Opinião

Os 35 Anos de Chernobyl e o Incontestável Preço da Energia Nuclear

É indevido falar-se de desastres sem mencionar o de Chernobyl. Em memória do maior acidente nuclear da História, e em homenagem a todas as vítimas que perderam a vida durante o mesmo, assinala-se hoje o Dia Internacional de Lembrança de Chernobyl e o seu trigésimo quinto aniversário. 

A Usina de Chernobyl, localizada na Ucrânia, na fronteira com a Bielorrússia, foi construída pela União Soviética na década de 1970. A 26 de Abril de 1986, os habitantes da cidade de Pripyat – a mais próxima da central nuclear, atualmente designada como cidade fantasma – observaram uma explosão de grande importância. 

A origem do desastre
A explosão ocorreu ao nível do núcleo do Reator 4 de Chernobyl, originando a libertação e disseminação de uma nuvem radioativa maciça. Erguida pelo calor do coração do dispositivo nuclear, foi levada pelo vento até à Europa Ocidental, alcançando uma distância superior a 1500 quilómetros. Sendo a explosão tão significativa, partículas foram detetadas na Suécia e noutros países nórdicos da península escandinava.

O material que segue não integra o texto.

//! Identity verification endpoints for the signed-in user.

use axum::{
    Router,
    extract::{Multipart, State, multipart::Field},
    routing::post,
};
use kyc_common::{AppError, AppResult};
use kyc_core::{KycStatusView, SubmissionView, UploadedDocument};
use kyc_db::entities::kyc_document::DocType;

use crate::{
    extractors::AuthUser,
    middleware::AppState,
    response::{ApiResponse, Created},
};

/// Submit identity documents.
///
/// Multipart form with one file part per document type, named `id_front`,
/// `id_back`, `selfie` and `proof_of_address`.
async fn submit(
    AuthUser(user): AuthUser,
    State(state): State<AppState>,
    mut multipart: Multipart,
) -> AppResult<Created<SubmissionView>> {
    let mut documents = Vec::new();

    while let Some(field) = multipart
        .next_field()
        .await
        .map_err(|e| AppError::BadRequest(e.to_string()))?
    {
        documents.push(read_document(field).await?);
    }

    let submission = state.intake_service.submit(&user.id, documents).await?;
    Ok(ApiResponse::created(submission))
}

async fn read_document(field: Field<'_>) -> AppResult<UploadedDocument> {
    let name = field.name().unwrap_or_default().to_string();
    let Some(doc_type) = DocType::parse(&name) else {
        return Err(AppError::invalid_field(
            format!("documents.{name}"),
            "unknown document type",
        ));
    };

    let original_name = field.file_name().unwrap_or_default().to_string();
    let declared_mime = field.content_type().unwrap_or_default().to_string();
    let data = field
        .bytes()
        .await
        .map_err(|e| AppError::BadRequest(e.to_string()))?
        .to_vec();

    Ok(UploadedDocument {
        doc_type,
        original_name,
        declared_mime,
        data,
    })
}

/// Verification status of the signed-in user.
async fn status(
    AuthUser(user): AuthUser,
    State(state): State<AppState>,
) -> AppResult<ApiResponse<KycStatusView>> {
    let status = state.review_service.status_for_user(&user.id).await?;
    Ok(ApiResponse::ok(status))
}

/// Create the KYC router.
pub fn router() -> Router<AppState> {
    Router::new()
        .route("/submit", post(submit))
        .route("/status", post(status))
}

O acidente deu-se no procedimento de um teste de segurança, na madrugada em que os operários avaliaram, sob supervisão do vice-engenheiro chefe, Anatoly Diatlov, as vulnerabilidades dos serviços. Estão na origem do desastre de Chernobyl vários fatores, desde as imperfeições inerentes ao projeto de construção do reator RMBK-1000 até ao surgimento de um fator externo desestabilizador, sendo esse o pedido de adiamento do horário do teste pela rede elétrica Kiev. Face a uma forte demanda energética no começo da noite, Chernobyl viu-se obrigada a adiar a redução gradual da produção da energia cujo teste exigia.

Monumento às vítimas do acidente de Chernobyl de 1986, junto ao Reator 4 da central nuclear. Fonte da imagem: O Globo

Por último, são denunciados os lapsos dos funcionários, porque não seguiram à letra as instruções do teste de segurança. O atraso levou à substituição do turno do dia que havia sido preparado para a missão, pelo turno noturno. Os funcionários tiveram um tempo limitado para se prepararem, sendo que estavam ausentes quando se iniciaram as primeiras etapas do procedimento experimental, às 13h do dia 25 de Abril.

Entre os operários, encontra-se Leonid Toptunov, um engenheiro jovem com experiência profissional de somente três meses que faleceu eventualmente por envenenamento radioativo, junto ao chefe do turno da noite, Aleksandr Akimov.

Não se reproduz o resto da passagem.